While individual facilities may attain a high degree of internal communication due to technological advances in data systems, these same improvements can hinder information flow between health providers. Medical and financial records from one facility are often incomprehensible at another. Each organization uses its own system for coding medical records and entering utilization and billing data. From one provider to the next, information may be as unintelligible as a foreign language.

Services are often duplicated in the urban setting. Basic medical procedures may be absent while there is an oversupply of lower priority elective procedures. Despite recent improvements, not-for-profit community health centers offering critical primary health care services may not be adequately linked with the private hospital system.

Communication may not exist. For example, at a recent meeting in Chicago, the director of St. Basil's Free Peoples' Clinic, a community health facility serving the inner city poor, stated that it was difficult to set future goals. Why? Policy decisions made down the street at the University of Chicago Hospitals and Clinics have a significant impact on St. Basil's clinic. Yet, the clinic director admitted not knowing the name of the hospital chief executive officer or the level of services available at the $300 million University of Chicago complex.

In municipal areas across the state, health maintenance organizations (HMOs) and physician groups operating within the space of a few city blocks rarely interact. Physicians providing prenatal care in public health clinics often lack visiting privileges in nearby hospitals. This type of fragmentation breeds a system resulting in poor care at high expense. In the case of obstetrics care for low-income women, physicians from public health clinics are often not allowed in hospital delivery rooms. Too often, patient records are not transferred prior to the delivery. The result could be $100,000 paid out of the state's Medicaid program for a baby's first month of life.

Why is it so hard to achieve coordination among health care providers? A key reason is that the lion's share of health care resources is lodged within the private sector. Outside of payment system incentives, private facilities are largely immune to public control. They "call the shots" when it comes to their service mix, program priorities and community responsiveness. Private hospitals in metropolitan Chicago receive well over $8 billion annually in gross patient revenues. That amount is equivalent to the combined GNP of Costa Rica and Panama and dwarfs the aggregate budgets of the Chicago metropolitan area's public health facilities.

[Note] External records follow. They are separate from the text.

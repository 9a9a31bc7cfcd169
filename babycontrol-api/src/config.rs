/// Configuration management for the API server
///
/// This module loads configuration from environment variables and provides
/// a type-safe configuration struct.
///
/// # Environment Variables
///
/// - `DATABASE_URL`: PostgreSQL connection string (required)
/// - `DATABASE_MAX_CONNECTIONS`: Pool size (default: 10)
/// - `API_HOST` / `API_PORT`: Bind address (default: 0.0.0.0:8080)
/// - `JWT_SECRET`: Secret key for JWT signing (required, at least 32 chars)
/// - `DEPLOYMENT_MODE`: `selfhosted` (default) or `saas`
/// - `STRIPE_WEBHOOK_SECRET`: Webhook signing secret (required in SaaS mode)
/// - `STRIPE_SECRET_KEY`: Stripe API key (optional)
/// - `CORS_ORIGINS`: Comma-separated origins (default: `*`)
/// - `PRODUCTION`: Enables HSTS (default: false)
/// - `APP_URL`: Base URL used in email links (default: http://localhost:3000)
/// - `TRIAL_DAYS`: Trial length for new accounts (default: 14)
/// - `ADMIN_PASSWORD`: Seeds the system administrator password on first start
/// - `LOG_FORMAT`: `pretty` (default) or `json`
///
/// # Example
///
/// ```no_run
/// use babycontrol_api::config::Config;
///
/// # fn example() -> anyhow::Result<()> {
/// let config = Config::from_env()?;
/// println!("Server will listen on {}", config.bind_address());
/// # Ok(())
/// # }
/// ```

use babycontrol_shared::deployment::DeploymentMode;
use serde::{Deserialize, Serialize};
use std::env;
use std::str::FromStr;

/// Complete application configuration
#[derive(Debug, Clone, Serialize, Deserialize)]
pub struct Config {
    pub api: ApiConfig,
    pub database: DatabaseConfig,
    pub jwt: JwtConfig,
    pub deployment: DeploymentConfig,
    pub stripe: StripeConfig,
    pub logging: LoggingConfig,

    /// Initial system administrator password; only used to seed `app_config`
    #[serde(skip_serializing)]
    pub admin_password: Option<String>,
}

/// API server configuration
#[derive(Debug, Clone, Serialize, Deserialize)]
pub struct ApiConfig {
    pub host: String,
    pub port: u16,

    /// Allowed CORS origins; `*` allows any
    pub cors_origins: Vec<String>,

    /// Production mode adds HSTS
    pub production: bool,

    /// Public URL of the web app, used for links in emails
    pub app_url: String,
}

#[derive(Debug, Clone, Serialize, Deserialize)]
pub struct DatabaseConfig {
    pub url: String,
    pub max_connections: u32,
}

#[derive(Debug, Clone, Serialize, Deserialize)]
pub struct JwtConfig {
    /// Secret key for JWT signing
    ///
    /// IMPORTANT: This must be kept secret and should be at least 32 bytes.
    /// Generate with: `openssl rand -hex 32`
    #[serde(skip_serializing)]
    pub secret: String,
}

#[derive(Debug, Clone, Serialize, Deserialize)]
pub struct DeploymentConfig {
    pub mode: DeploymentMode,

    /// Trial length granted to new accounts
    pub trial_days: i64,
}

#[derive(Debug, Clone, Default, Serialize, Deserialize)]
pub struct StripeConfig {
    #[serde(skip_serializing)]
    pub webhook_secret: Option<String>,

    #[serde(skip_serializing)]
    pub secret_key: Option<String>,
}

#[derive(Debug, Clone, Copy, PartialEq, Eq, Default, Serialize, Deserialize)]
#[serde(rename_all = "lowercase")]
pub enum LogFormat {
    #[default]
    Pretty,
    Json,
}

#[derive(Debug, Clone, Serialize, Deserialize)]
pub struct LoggingConfig {
    pub format: LogFormat,
}

fn parse_bool(value: &str) -> bool {
    matches!(
        value.trim().to_ascii_lowercase().as_str(),
        "1" | "true" | "yes" | "on"
    )
}

impl Config {
    /// Loads configuration from environment variables
    ///
    /// # Errors
    ///
    /// Returns an error if:
    /// - Required environment variables are missing
    /// - Environment variables have invalid values
    pub fn from_env() -> anyhow::Result<Self> {
        // Load .env file if present (for development)
        dotenvy::dotenv().ok();

        Self::from_lookup(|key| env::var(key).ok())
    }

    /// Builds configuration from an arbitrary variable source
    pub fn from_lookup<F>(lookup: F) -> anyhow::Result<Self>
    where
        F: Fn(&str) -> Option<String>,
    {
        let var = |key: &str| lookup(key).filter(|v| !v.trim().is_empty());

        let api_host = var("API_HOST").unwrap_or_else(|| "0.0.0.0".to_string());
        let api_port = var("API_PORT")
            .unwrap_or_else(|| "8080".to_string())
            .parse::<u16>()?;

        let database_url = var("DATABASE_URL")
            .ok_or_else(|| anyhow::anyhow!("DATABASE_URL environment variable is required"))?;

        let max_connections = var("DATABASE_MAX_CONNECTIONS")
            .unwrap_or_else(|| "10".to_string())
            .parse::<u32>()?;

        let jwt_secret = var("JWT_SECRET")
            .ok_or_else(|| anyhow::anyhow!("JWT_SECRET environment variable is required"))?;

        if jwt_secret.len() < 32 {
            anyhow::bail!("JWT_SECRET must be at least 32 characters long");
        }

        let mode = match var("DEPLOYMENT_MODE") {
            Some(raw) => DeploymentMode::from_str(&raw)?,
            None => DeploymentMode::default(),
        };

        let webhook_secret = var("STRIPE_WEBHOOK_SECRET");
        if mode.is_saas() && webhook_secret.is_none() {
            anyhow::bail!("STRIPE_WEBHOOK_SECRET is required when DEPLOYMENT_MODE=saas");
        }

        let trial_days = var("TRIAL_DAYS")
            .unwrap_or_else(|| "14".to_string())
            .parse::<i64>()?;
        if trial_days < 0 {
            anyhow::bail!("TRIAL_DAYS must not be negative");
        }

        let cors_origins = var("CORS_ORIGINS")
            .unwrap_or_else(|| "*".to_string())
            .split(',')
            .map(|origin| origin.trim().to_string())
            .filter(|origin| !origin.is_empty())
            .collect();

        let format = match var("LOG_FORMAT").as_deref().map(str::to_ascii_lowercase).as_deref() {
            None | Some("pretty") => LogFormat::Pretty,
            Some("json") => LogFormat::Json,
            Some(other) => {
                anyhow::bail!("Unknown LOG_FORMAT '{}', expected 'pretty' or 'json'", other)
            }
        };

        Ok(Self {
            api: ApiConfig {
                host: api_host,
                port: api_port,
                cors_origins,
                production: var("PRODUCTION").is_some_and(|v| parse_bool(&v)),
                app_url: var("APP_URL")
                    .unwrap_or_else(|| "http://localhost:3000".to_string())
                    .trim_end_matches('/')
                    .to_string(),
            },
            database: DatabaseConfig {
                url: database_url,
                max_connections,
            },
            jwt: JwtConfig { secret: jwt_secret },
            deployment: DeploymentConfig { mode, trial_days },
            stripe: StripeConfig {
                webhook_secret,
                secret_key: var("STRIPE_SECRET_KEY"),
            },
            logging: LoggingConfig { format },
            admin_password: var("ADMIN_PASSWORD"),
        })
    }

    /// Returns the server bind address
    pub fn bind_address(&self) -> String {
        format!("{}:{}", self.api.host, self.api.port)
    }
}

#[cfg(test)]
mod tests {
    use super::*;
    use std::collections::HashMap;

    const SECRET: &str = "test-secret-key-at-least-32-bytes-long";

    fn load(pairs: &[(&str, &str)]) -> anyhow::Result<Config> {
        let vars: HashMap<String, String> = pairs
            .iter()
            .map(|(k, v)| (k.to_string(), v.to_string()))
            .collect();
        Config::from_lookup(|key| vars.get(key).cloned())
    }

    #[test]
    fn test_defaults() {
        let config = load(&[
            ("DATABASE_URL", "postgresql://localhost/test"),
            ("JWT_SECRET", SECRET),
        ])
        .unwrap();

        assert_eq!(config.bind_address(), "0.0.0.0:8080");
        assert_eq!(config.database.max_connections, 10);
        assert_eq!(config.deployment.mode, DeploymentMode::SelfHosted);
        assert_eq!(config.deployment.trial_days, 14);
        assert_eq!(config.api.cors_origins, vec!["*"]);
        assert!(!config.api.production);
        assert_eq!(config.api.app_url, "http://localhost:3000");
        assert_eq!(config.logging.format, LogFormat::Pretty);
        assert!(config.admin_password.is_none());
    }

    #[test]
    fn test_required_variables() {
        assert!(load(&[("JWT_SECRET", SECRET)]).is_err());
        assert!(load(&[("DATABASE_URL", "postgresql://localhost/test")]).is_err());
        assert!(load(&[
            ("DATABASE_URL", "postgresql://localhost/test"),
            ("JWT_SECRET", "too-short"),
        ])
        .is_err());
    }

    #[test]
    fn test_saas_requires_webhook_secret() {
        let base = [
            ("DATABASE_URL", "postgresql://localhost/test"),
            ("JWT_SECRET", SECRET),
            ("DEPLOYMENT_MODE", "saas"),
        ];
        assert!(load(&base).is_err());

        let mut with_secret = base.to_vec();
        with_secret.push(("STRIPE_WEBHOOK_SECRET", "whsec_test"));
        let config = load(&with_secret).unwrap();
        assert!(config.deployment.mode.is_saas());
        assert_eq!(config.stripe.webhook_secret.as_deref(), Some("whsec_test"));
    }

    #[test]
    fn test_overrides() {
        let config = load(&[
            ("DATABASE_URL", "postgresql://localhost/test"),
            ("JWT_SECRET", SECRET),
            ("API_HOST", "127.0.0.1"),
            ("API_PORT", "3001"),
            ("CORS_ORIGINS", "https://a.example, https://b.example,"),
            ("PRODUCTION", "true"),
            ("APP_URL", "https://app.example/"),
            ("LOG_FORMAT", "JSON"),
            ("TRIAL_DAYS", "30"),
        ])
        .unwrap();

        assert_eq!(config.bind_address(), "127.0.0.1:3001");
        assert_eq!(
            config.api.cors_origins,
            vec!["https://a.example", "https://b.example"]
        );
        assert!(config.api.production);
        assert_eq!(config.api.app_url, "https://app.example");
        assert_eq!(config.logging.format, LogFormat::Json);
        assert_eq!(config.deployment.trial_days, 30);
    }

    #[test]
    fn test_invalid_values() {
        let base = [
            ("DATABASE_URL", "postgresql://localhost/test"),
            ("JWT_SECRET", SECRET),
        ];

        for (key, value) in [
            ("API_PORT", "eighty"),
            ("DEPLOYMENT_MODE", "cloud"),
            ("LOG_FORMAT", "xml"),
            ("TRIAL_DAYS", "-1"),
        ] {
            let mut vars = base.to_vec();
            vars.push((key, value));
            assert!(load(&vars).is_err(), "{}={} should be rejected", key, value);
        }
    }
}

Hospitals, however, are highly dependent on both federal and state subsidies. Those serving the urban poor have been forced into a posture of husbanding their severely depleted resources. The single largest source of hospital patient revenue in Illinois comes from the federal Medicare program. Between the mid-sixties and mid-eighties, Medicare was a cash cow for hospitals because it reimbursed at or above the cost of patient expenses. With the implementation of a series of expense controls (including diagnostic-related group, or DRG, payment), the percentage of costs paid by Medicare to hospitals dropped sharply. Conference committees of the U.S. House and Senate recently approved an additional $34 billion in cuts to Medicare providers in the new federal budget, with hospitals across the country expected to absorb $16 billion of the cuts over a five-year period.

While Medicare has been a contributor to the precarious condition of many Illinois providers, Medicaid funding lies at the root of the problem. The state's Medicaid program in 1983 picked up about 90 percent of hospital expenses for low-income patients but, according to the Illinois Hospital Association, now covers only an estimated 79 percent. State spending for Illinois' Medicaid program increased by 76 percent over the 1980s, compared to a 134 percent average increase for all other states, according to the Chicago Assembly's Paying for Health Care in Illinois (published by the University of Chicago Center for Urban Research and Policy Studies in January). Per capita spending for Illinois' one million Medicaid recipients is 27 percent lower than the national average and lower than the other midwestern states (U.S. Census Bureau, Government Finances in 1987-1988).

In municipal areas across the state, health maintenance organizations (HMOs) and physician groups operating within the space of a Few city blocks rarely interact

To absorb financial losses from uncompensated care, hospitals have historically shifted costs to insured patients. However, most employers, especially big business, have become prudent buyers of health care coverage for their employees. In Illinois as elsewhere, employers are moving away from traditional indemnity plans to managed care options, which through HMOs, preferred provider organizations (PPOs) and other networks pay on a discounted rather than a full-cost basis.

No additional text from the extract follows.